In [1]:
import numpy as np
import requests
import os
import time
import pprint
from datetime import datetime, timedelta

https://support.appsflyer.com/hc/en-us/articles/207034346-Pull-APIs-Pulling-AppsFlyer-Reports-by-APIs

- API calls return a max. of 200K rows.
- If a report has exactly 200K rows, then assume rows are missing.
- Make multiple API calls, using from/to parameters that include the time of day.



-------------

# 1. Params

In [2]:
DATA_DIRPATH = f'./'

In [3]:
SECONDS_IN_A_DAY = 86400

### token

##### Only the admin can get a Pull API token.  https://hq1.appsflyer.com

In [4]:
token = '1abcd2ef-3456-7gi8-j9k-101l1m1n2o13'
api_v = 'v5'
api_url = 'https://hq.appsflyer.com/export/'

### apps, reports  and in app events
https://hq1.appsflyer.com/apps/myapps

In [5]:
apps = ['com.my.androidapp', 'id123456789',
        'com.mysecond.androidapp', 'id987654321', 
        'com.myandroidapp.indev']

In [6]:
reports = ['installs_report', 'uninstall_events_report', 'in_app_events_report', 'geo_by_date_report']

In [7]:
in_app_events = ('first_open_custom', 'login', 'order','ordercancel')

#### look for your events here: 
https://hq1.appsflyer.com/apps/myapps app dashboard > Reports > Export data > Raw data reports > In-App Events



### additional fields

In [8]:
installs_additional_fields = ('install_app_store','match_type','contributor1_match_type',
                              'contributor2_match_type','contributor3_match_type','device_category',
                              'gp_referrer','gp_click_time','gp_install_begin',
                              'amazon_aid','keyword_match_type')

In [9]:
events_additional_fields = ('install_app_store','match_type','contributor1_match_type',
                            'contributor2_match_type','contributor3_match_type','device_category',
                            'gp_referrer','gp_click_time','gp_install_begin',
                            'amazon_aid','keyword_match_type')

In [10]:
uninstall_additional_fields = ('gp_referrer','gp_click_time','gp_install_begin',
                               'amazon_aid','keyword_match_type')

### timezone
https://support.appsflyer.com/hc/en-us/articles/207034346-Pull-API-aggregate-and-raw-data-reporting#raw-data-time-zone-and-currency

In [11]:
timezone = 'Asia/Yekaterinburg'
# timezone = 'Europe/Moscow'
# timezone = 'America/Chicago'
# timezone = 'Europe/Paris'
# timezone = 'Asia/Jakarta'

timezone

'Asia/Yekaterinburg'

------------

# 2. Functions

In [12]:
def get_months(stopdate):
    current_month = stopdate.replace(day=1)
    
    month_3 = stopdate
    month_2 = month_3.replace(day=1) - timedelta(days=1)
    month_1 = month_2.replace(day=1) - timedelta(days=1)
    
    
    
    return month_1, month_2, month_3 

In [13]:
def make_request(url, params):
    r = requests.get(url, params = params)
    if r.ok:
        return r
    
    time.sleep(61)
    r = requests.get(url, params = params)
    return r

In [14]:
def save_csv(r, filename):
    r_csv = open(filename, 'w')
    r_csv.write(r.text)
    r_csv.close()
    pass

In [15]:
def load_csv(url, params, filename):
    
    r = make_request(url, params)
    
    if not r.ok:
        print(r.text)
    elif len(r.text.split('\n')) < 2:
        print(r.text, 'Error: Empty file.

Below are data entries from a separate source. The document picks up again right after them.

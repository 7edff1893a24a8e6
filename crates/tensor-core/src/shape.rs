// Copyright (c) 2025 Dimitris Kafetzis
//
// Licensed under the MIT License.
// See LICENSE file in the project root for full license information.
//
// SPDX-License-Identifier: MIT

//! Tensor shape descriptors and dimension utilities.

use std::fmt;

/// Describes the dimensionality of a [`crate::Tensor`].
///
/// Shapes are immutable once created. Activation tensors are rank 4 in
/// `(batch, channel, time, joint)` order; weights use the convolution
/// convention `(out, in, kernel_t, kernel_v)`.
#[derive(Debug, Clone, PartialEq, Eq, Hash, serde::Serialize, serde::Deserialize)]
pub struct Shape {
    dims: Vec<usize>,
}

impl Shape {
    /// Creates a new shape from the given dimensions.
    ///
    /// # Examples
    /// ```
    /// use tensor_core::Shape;
    /// let s = Shape::new(vec![2, 3, 4]);
    /// assert_eq!(s.rank(), 3);
    /// assert_eq!(s.num_elements(), 24);
    /// ```
    pub fn new(dims: Vec<usize>) -> Self {
        Self { dims }
    }

    /// Creates a 1-D shape.
    pub fn vector(len: usize) -> Self {
        Self { dims: vec![len] }
    }

    /// Creates a 2-D shape (matrix).
    pub fn matrix(rows: usize, cols: usize) -> Self {
        Self {
            dims: vec![rows, cols],
        }
    }

    /// Creates a rank-4 activation shape `(batch, channels, time, joints)`.
    pub fn nctv(batch: usize, channels: usize, time: usize, joints: usize) -> Self {
        Self {
            dims: vec![batch, channels, time, joints],
        }
    }

    /// Creates a rank-4 convolution weight shape `(out, in, kt, kv)`.
    pub fn conv(out_channels: usize, in_channels: usize, kt: usize, kv: usize) -> Self {
        Self {
            dims: vec![out_channels, in_channels, kt, kv],
        }
    }

    /// Returns the number of dimensions (rank).
    pub fn rank(&self) -> usize {
        self.dims.len()
    }

    /// Returns the total number of elements.
    ///
    /// For a scalar shape (rank 0), returns 1.
    pub fn num_elements(&self) -> usize {
        if self.dims.is_empty() {
            1
        } else {
            self.dims.iter().product()
        }
    }

    /// Returns the dimensions as a slice.
    pub fn dims(&self) -> &[usize] {
        &self.dims
    }

    /// Returns the size of a specific dimension, or `None` if out of bounds.
    pub fn dim(&self, index: usize) -> Option<usize> {
        self.dims.get(index).copied()
    }

    /// Computes the memory footprint in bytes for a given [`crate::DType`].
    pub fn size_bytes(&self, dtype: super::DType) -> usize {
        self.num_elements() * dtype.size_bytes()
    }

    /// Splits a rank-4 shape into `(n, c, t, v)`.
    pub fn as_nctv(&self) -> Option<(usize, usize, usize, usize)> {
        match self.dims.as_slice() {
            &[n, c, t, v] => Some((n, c, t, v)),
            _ => None,
        }
    }
}

impl fmt::Display for Shape {
    fn fmt(&self, f: &mut fmt::Formatter<'_>) -> fmt::Result {
        write!(f, "[")?;
        for (i, d) in self.dims.iter().enumerate() {
            if i > 0 {
                write!(f, ", ")?;
            }
            write!(f, "{d}")?;
        }
        write!(f, "]")
    }
}

impl From<Vec<usize>> for Shape {
    fn from(dims: Vec<usize>) -> Self {
        Self::new(dims)
    }
}

impl From<&[usize]> for Shape {
    fn from(dims: &[usize]) -> Self {
        Self::new(dims.to_vec())
    }
}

Not saved')
    elif len(r.text.split('\n')) >= 200000:
        print(r.text, 'Notice. Report limitations: Up to 200K rows. Not saved')
    else:
        save_csv(r, filename)


    print(f'{r.reason} Status code - {r.status_code}')

In [16]:
def make_url(app, report, api_url=api_url, api_v=api_v):
    url = str(api_url + app + '/' + report + '/' + api_v)
    return url

In [17]:
def make_params(report, from_date, to_date, token=token, timezone=timezone, in_app_events=in_app_events):
    
    params = {
        'api_token': token, 
        'from': from_date, 
        'to': to_date
        }
    if report == 'installs_report':
        params.setdefault('additional_fields', installs_additional_fields)
    elif report == 'uninstall_events_report':
        params.setdefault('additional_fields', uninstall_additional_fields)
    elif report == 'in_app_events_report':
        params.setdefault('additional_fields', events_additional_fields)
        params.setdefault('event_name', in_app_events)

    
        
    params.setdefault('timezone', timezone)
       
    return params


In [18]:
def make_filename(app, report, dirpath, from_date, to_date, timezone=timezone):
    timezone = '_'.join(timezone.split('/'))
    filename = f'{dirpath}/{app}_{report}_{from_date}_{to_date}_{timezone}.csv'
    return filename

------------------

# 3. Download and Save

In [19]:
stopdate = datetime.today() - timedelta(days=1)
stopdate

datetime.datetime(2020, 6, 1, 13, 55, 56, 318695)

In [20]:
months = get_months(stopdate)

In [21]:
for month in months:
    if not os.path.isdir(DATA_DIRPATH + f"{month.strftime('%Y_%m')}"):
        os.makedirs(DATA_DIRPATH + f"{month.strftime('%Y_%m')}")
    print(f"Check/create directory {month.strftime('%Y_%m')}")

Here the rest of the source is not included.